EXTRACTED MATERIAL:
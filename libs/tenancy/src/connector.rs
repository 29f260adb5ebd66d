//! Opening, provisioning and closing database connections.
//!
//! Managers never call the driver directly; they go through a [`DbConnector`].
//! [`SeaConnector`] is the production implementation on top of `SeaORM`.

use std::time::Duration;

use async_trait::async_trait;
use sea_orm::{ConnectOptions, ConnectionTrait, Database, DatabaseConnection, DbBackend, Statement};

use crate::config::{DEFAULT_SLOW_THRESHOLD, LogLevel, PoolCfg};
use crate::pool_opts::ApplyPoolOpts;
use crate::{StoreError, dsn};

/// Settings applied when opening a pool.
#[derive(Clone, Debug)]
pub struct ConnectSettings {
    pub pool: PoolCfg,
    pub log_level: LogLevel,
    /// Statements slower than this are logged by the driver at `warn`
    /// verbosity and above.
    pub slow_threshold: Duration,
}

impl Default for ConnectSettings {
    fn default() -> Self {
        Self {
            pool: PoolCfg::default(),
            log_level: LogLevel::default(),
            slow_threshold: DEFAULT_SLOW_THRESHOLD,
        }
    }
}

/// Settings applied when creating a missing database.
#[derive(Clone, Debug)]
pub struct ProvisionSettings {
    pub charset: String,
    pub collation: String,
}

/// Driver seam used by the database managers.
#[async_trait]
pub trait DbConnector: Send + Sync {
    /// Open a pool against `dsn`.
    ///
    /// # Errors
    /// Returns the driver error if the pool cannot be opened.
    async fn connect(
        &self,
        dsn: &str,
        settings: &ConnectSettings,
    ) -> Result<DatabaseConnection, StoreError>;

    /// Create `database` on the server addressed by `dsn` if it does not exist.
    ///
    /// # Errors
    /// Returns `StoreError::InvalidDsn` for DSNs without a recognizable engine
    /// or server part, and the driver error if the statement fails.
    async fn provision(
        &self,
        dsn: &str,
        database: &str,
        settings: &ProvisionSettings,
    ) -> Result<(), StoreError>;

    /// Close a pool previously returned by [`connect`](Self::connect).
    ///
    /// # Errors
    /// Returns the driver error if the pool fails to close.
    async fn close(&self, conn: DatabaseConnection) -> Result<(), StoreError> {
        conn.close().await.map_err(StoreError::from)
    }
}

/// `SeaORM`-backed connector.
#[derive(Clone, Copy, Debug, Default)]
pub struct SeaConnector;

#[async_trait]
impl DbConnector for SeaConnector {
    async fn connect(
        &self,
        dsn: &str,
        settings: &ConnectSettings,
    ) -> Result<DatabaseConnection, StoreError> {
        let mut opts = ConnectOptions::new(dsn.to_owned());
        opts.apply_pool(&settings.pool)
            .apply_logging(settings.log_level, settings.slow_threshold);
        Ok(Database::connect(opts).await?)
    }

    async fn provision(
        &self,
        dsn: &str,
        database: &str,
        settings: &ProvisionSettings,
    ) -> Result<(), StoreError> {
        let invalid = || StoreError::InvalidDsn(dsn::redact_dsn(dsn));

        match dsn::backend_of(dsn).ok_or_else(invalid)? {
            DbBackend::MySql => {
                let server = dsn::server_dsn(dsn).ok_or_else(invalid)?;
                let conn = Database::connect(server).await?;
                let stmt = format!(
                    "CREATE DATABASE IF NOT EXISTS `{database}` CHARACTER SET {} COLLATE {}",
                    settings.charset, settings.collation
                );
                let res = conn.execute_unprepared(&stmt).await;
                close_quietly(conn).await;
                res?;
            }
            DbBackend::Postgres => {
                let server = dsn::server_dsn(dsn).ok_or_else(invalid)?;
                let conn = Database::connect(format!("{server}postgres")).await?;
                let res = create_pg_database(&conn, database).await;
                close_quietly(conn).await;
                res?;
            }
            DbBackend::Sqlite => {
                // Opening read-write-create is how SQLite materializes a database file.
                let conn = Database::connect(dsn::with_query_param(dsn, "mode", "rwc")).await?;
                conn.close().await?;
            }
        }

        tracing::info!(database, dsn = %dsn::redact_dsn(dsn), "Provisioned database");
        Ok(())
    }
}

async fn create_pg_database(conn: &DatabaseConnection, database: &str) -> Result<(), StoreError> {
    let exists = conn
        .query_one(Statement::from_sql_and_values(
            DbBackend::Postgres,
            "SELECT 1 FROM pg_database WHERE datname = $1",
            [database.into()],
        ))
        .await?;
    if exists.is_none() {
        conn.execute_unprepared(&format!("CREATE DATABASE \"{database}\""))
            .await?;
    }
    Ok(())
}

async fn close_quietly(conn: DatabaseConnection) {
    if let Err(err) = conn.close().await {
        tracing::debug!(error = %err, "Failed to close provisioning connection");
    }
}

PROBLEM STATEMENT:
Write out the data exactly as it stands.

SOLUTION:
filename libs/tenancy/src/connector.rs
repository 29f260adb5ebd66d
//! Opening, provisioning and closing database connections.
//!
//! Managers never call the driver directly; they go through a [`DbConnector`].
//! [`SeaConnector`] is the production implementation on top of `SeaORM`.

use std::time::Duration;

use async_trait::async_trait;
use sea_orm::{ConnectOptions, ConnectionTrait, Database, DatabaseConnection, DbBackend, Statement};

use crate::config::{DEFAULT_SLOW_THRESHOLD, LogLevel, PoolCfg};
use crate::pool_opts::ApplyPoolOpts;
use crate::{StoreError, dsn};

/// Settings applied when opening a pool.
#[derive(Clone, Debug)]
pub struct ConnectSettings {
    pub pool: PoolCfg,
    pub log_level: LogLevel,
    /// Statements slower than this are logged by the driver at `warn`
    /// verbosity and above.
    pub slow_threshold: Duration,
}

impl Default for ConnectSettings {
    fn default() -> Self {
        Self {
            pool: PoolCfg::default(),
            log_level: LogLevel::default(),
            slow_threshold: DEFAULT_SLOW_THRESHOLD,
        }
    }
}

/// Settings applied when creating a missing database.
#[derive(Clone, Debug)]
pub struct ProvisionSettings {
    pub charset: String,
    pub collation: String,
}

/// Driver seam used by the database managers.
#[async_trait]
pub trait DbConnector: Send + Sync {
    /// Open a pool against `dsn`.
    ///
    /// # Errors
    /// Returns the driver error if the pool cannot be opened.
    async fn connect(
        &self,
        dsn: &str,
        settings: &ConnectSettings,
    ) -> Result<DatabaseConnection, StoreError>;

    /// Create `database` on the server addressed by `dsn` if it does not exist.
    ///
    /// # Errors
    /// Returns `StoreError::InvalidDsn` for DSNs without a recognizable engine
    /// or server part, and the driver error if the statement fails.
    async fn provision(
        &self,
        dsn: &str,
        database: &str,
        settings: &ProvisionSettings,
    ) -> Result<(), StoreError>;

    /// Close a pool previously returned by [`connect`](Self::connect).
    ///
    /// # Errors
    /// Returns the driver error if the pool fails to close.
    async fn close(&self, conn: DatabaseConnection) -> Result<(), StoreError> {
        conn.close().await.map_err(StoreError::from)
    }
}

/// `SeaORM`-backed connector.
#[derive(Clone, Copy, Debug, Default)]
pub struct SeaConnector;

#[async_trait]
impl DbConnector for SeaConnector {
    async fn connect(
        &self,
        dsn: &str,
        settings: &ConnectSettings,
    ) -> Result<DatabaseConnection, StoreError> {
        let mut opts = ConnectOptions::new(dsn.to_owned());
        opts.apply_pool(&settings.pool)
            .apply_logging(settings.log_level, settings.slow_threshold);
        Ok(Database::connect(opts).await?)
    }

    async fn provision(
        &self,
        dsn: &str,
        database: &str,
        settings: &ProvisionSettings,
    ) -> Result<(), StoreError> {
        let invalid = || StoreError::InvalidDsn(dsn::redact_dsn(dsn));

        match dsn::backend_of(dsn).ok_or_else(invalid)? {
            DbBackend::MySql => {
                let server = dsn::server_dsn(dsn).ok_or_else(invalid)?;
                let conn = Database::connect(server).await?;
                let stmt = format!(
                    "CREATE DATABASE IF NOT EXISTS `{database}` CHARACTER SET {} COLLATE {}",
                    settings.charset, settings.collation
                );
                let res = conn.execute_unprepared(&stmt).await;
                close_quietly(conn).await;
                res?;
            }
            DbBackend::Postgres => {
                let server = dsn::server_dsn(dsn).ok_or_else(invalid)?;
                let conn = Database::connect(format!("{server}postgres")).await?;
                let res = create_pg_database(&conn, database).await;
                close_quietly(conn).await;
                res?;
            }
            DbBackend::Sqlite => {
                // Opening read-write-create is how SQLite materializes a database file.
                let conn = Database::connect(dsn::with_query_param(dsn, "mode", "rwc")).await?;
                conn.close().await?;
            }
        }

        tracing::info!(database, dsn = %dsn::redact_dsn(dsn), "Provisioned database");
        Ok(())
    }
}

async fn create_pg_database(conn: &DatabaseConnection, database: &str) -> Result<(), StoreError> {
    let exists = conn
        .query_one(Statement::from_sql_and_values(
            DbBackend::Postgres,
            "SELECT 1 FROM pg_database WHERE datname = $1",
            [database.into()],
        ))
        .await?;
    if exists.is_none() {
        conn.execute_unprepared(&format!("CREATE DATABASE \"{database}\""))
            .await?;
    }
    Ok(())
}

async fn close_quietly(conn: DatabaseConnection) {
    if let Err(err) = conn.close().await {
        tracing::debug!(error = %err, "Failed to close provisioning connection");
    }
}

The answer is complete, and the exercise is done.